(Stored data)

^^^^

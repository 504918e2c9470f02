//! Startup-time registry of predictors keyed by modality.

use std::collections::HashMap;
use std::sync::Arc;

use super::eeg::EegPredictor;
use super::mri::MriPredictor;
use super::traits::Predictor;
use crate::config::PredictorConfig;
use crate::task::Modality;

/// Maps each modality to the predictor that handles it.
#[derive(Clone, Default)]
pub struct PredictorRegistry {
    predictors: HashMap<Modality, Arc<dyn Predictor>>,
}

impl PredictorRegistry {
    pub fn new() -> Self {
        Self::default()
    }

    /// Registry with the built-in MRI and EEG predictors.
    pub fn with_defaults(config: &PredictorConfig) -> Self {
        Self::new()
            .with(Arc::new(MriPredictor::new()))
            .with(Arc::new(EegPredictor::new(config.eeg.clone())))
    }

    /// Adds a predictor, replacing any previous one for the same modality.
    pub fn with(mut self, predictor: Arc<dyn Predictor>) -> Self {
        self.register(predictor);
        self
    }

    pub fn register(&mut self, predictor: Arc<dyn Predictor>) {
        self.predictors.insert(predictor.modality(), predictor);
    }

    pub fn get(&self, modality: Modality) -> Option<Arc<dyn Predictor>> {
        self.predictors.get(&modality).cloned()
    }

    /// Registered modalities in stable order.
    pub fn modalities(&self) -> Vec<Modality> {
        Modality::ALL
            .into_iter()
            .filter(|m| self.predictors.contains_key(m))
            .collect()
    }
}

impl std::fmt::Debug for PredictorRegistry {
    fn fmt(&self, f: &mut std::fmt::Formatter<'_>) -> std::fmt::Result {
        let mut map = f.debug_map();
        for modality in self.modalities() {
            if let Some(predictor) = self.predictors.get(&modality) {
                map.entry(&modality, &predictor.name());
            }
        }
        map.finish()
    }
}
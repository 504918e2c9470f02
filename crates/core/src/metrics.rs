//! Prometheus metrics for core components.
//!
//! This module provides metrics for:
//! - Task processing (outcomes, per-modality results, stage durations)
//! - Broker transport (publish retries, reconnects)
//! - The consumption loop (in-flight tasks)

use once_cell::sync::Lazy;
use prometheus::{HistogramOpts, HistogramVec, IntCounter, IntCounterVec, IntGauge, Opts};

// =============================================================================
// Task Processing
// =============================================================================

/// Messages received from the inbound queue.
pub static MESSAGES_RECEIVED: Lazy<IntCounter> = Lazy::new(|| {
    IntCounter::new(
        "aiep_messages_received_total",
        "Total messages received from the inbound queue",
    )
    .unwrap()
});

/// Task outcomes by kind.
pub static TASK_OUTCOMES: Lazy<IntCounterVec> = Lazy::new(|| {
    IntCounterVec::new(
        Opts::new("aiep_task_outcomes_total", "Total tasks by final outcome"),
        &["outcome"], // "completed", "rejected", "requeued", "aborted"
    )
    .unwrap()
});

/// Task duration in seconds, from receipt to settlement.
pub static TASK_DURATION: Lazy<HistogramVec> = Lazy::new(|| {
    HistogramVec::new(
        HistogramOpts::new("aiep_task_duration_seconds", "Duration of task processing")
            .buckets(vec![0.05, 0.1, 0.5, 1.0, 2.5, 5.0, 10.0, 30.0, 60.0, 120.0, 300.0]),
        &["outcome"],
    )
    .unwrap()
});

/// Per-modality results by status.
pub static MODALITY_RESULTS: Lazy<IntCounterVec> = Lazy::new(|| {
    IntCounterVec::new(
        Opts::new(
            "aiep_modality_results_total",
            "Total modality results by status",
        ),
        &["modality", "status"], // status: "ok", "fetch_failed", "predict_failed"
    )
    .unwrap()
});

/// Fetch and predict durations per modality.
pub static STAGE_DURATION: Lazy<HistogramVec> = Lazy::new(|| {
    HistogramVec::new(
        HistogramOpts::new(
            "aiep_stage_duration_seconds",
            "Duration of fetch and predict stages",
        )
        .buckets(vec![0.01, 0.05, 0.1, 0.5, 1.0, 5.0, 10.0, 30.0, 60.0, 120.0]),
        &["modality", "stage"],
    )
    .unwrap()
});

/// Fetch errors by kind.
pub static FETCH_ERRORS: Lazy<IntCounterVec> = Lazy::new(|| {
    IntCounterVec::new(
        Opts::new("aiep_fetch_errors_total", "Total fetch errors by kind"),
        &["kind"],
    )
    .unwrap()
});

/// Prediction errors by kind.
pub static PREDICTION_ERRORS: Lazy<IntCounterVec> = Lazy::new(|| {
    IntCounterVec::new(
        Opts::new(
            "aiep_prediction_errors_total",
            "Total prediction errors by kind",
        ),
        &["kind"],
    )
    .unwrap()
});

// =============================================================================
// Broker
// =============================================================================

/// Publish attempts that failed and were retried.
pub static PUBLISH_RETRIES: Lazy<IntCounter> = Lazy::new(|| {
    IntCounter::new(
        "aiep_publish_retries_total",
        "Total publish attempts that were retried",
    )
    .unwrap()
});

/// Successful reconnects after a lost connection.
pub static RECONNECTS: Lazy<IntCounter> = Lazy::new(|| {
    IntCounter::new("aiep_reconnects_total", "Total broker reconnects").unwrap()
});

// =============================================================================
// Consumption Loop
// =============================================================================

/// Tasks currently being processed.
pub static TASKS_IN_FLIGHT: Lazy<IntGauge> = Lazy::new(|| {
    IntGauge::new("aiep_tasks_in_flight", "Number of tasks currently in flight").unwrap()
});

// =============================================================================
// Helper functions
// =============================================================================

/// Get all core metrics for registration in a registry.
pub fn all_metrics() -> Vec<Box<dyn prometheus::core::Collector>> {
    vec![
        Box::new(MESSAGES_RECEIVED.clone()),
        Box::new(TASK_OUTCOMES.clone()),
        Box::new(TASK_DURATION.clone()),
        Box::new(MODALITY_RESULTS.clone()),
        Box::new(STAGE_DURATION.clone()),
        Box::new(FETCH_ERRORS.clone()),
        Box::new(PREDICTION_ERRORS.clone()),
        Box::new(PUBLISH_RETRIES.clone()),
        Box::new(RECONNECTS.clone()),
        Box::new(TASKS_IN_FLIGHT.clone()),
    ]
}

^^^^

* WHAT YOU HAVE TO DO *
Given the records above, reproduce precisely and only the lines between the line holding "for core components." and the line holding "pub static MESSAGES_RECEIVED: Lazy<IntCounter>", inclusive.

* ANSWER SECTION *
//! Prometheus metrics for core components.
//!
//! This module provides metrics for:
//! - Task processing (outcomes, per-modality results, stage durations)
//! - Broker transport (publish retries, reconnects)
//! - The consumption loop (in-flight tasks)

use once_cell::sync::Lazy;
use prometheus::{HistogramOpts, HistogramVec, IntCounter, IntCounterVec, IntGauge, Opts};

// =============================================================================
// Task Processing
// =============================================================================

/// Messages received from the inbound queue.
pub static MESSAGES_RECEIVED: Lazy<IntCounter> = Lazy::new(|| {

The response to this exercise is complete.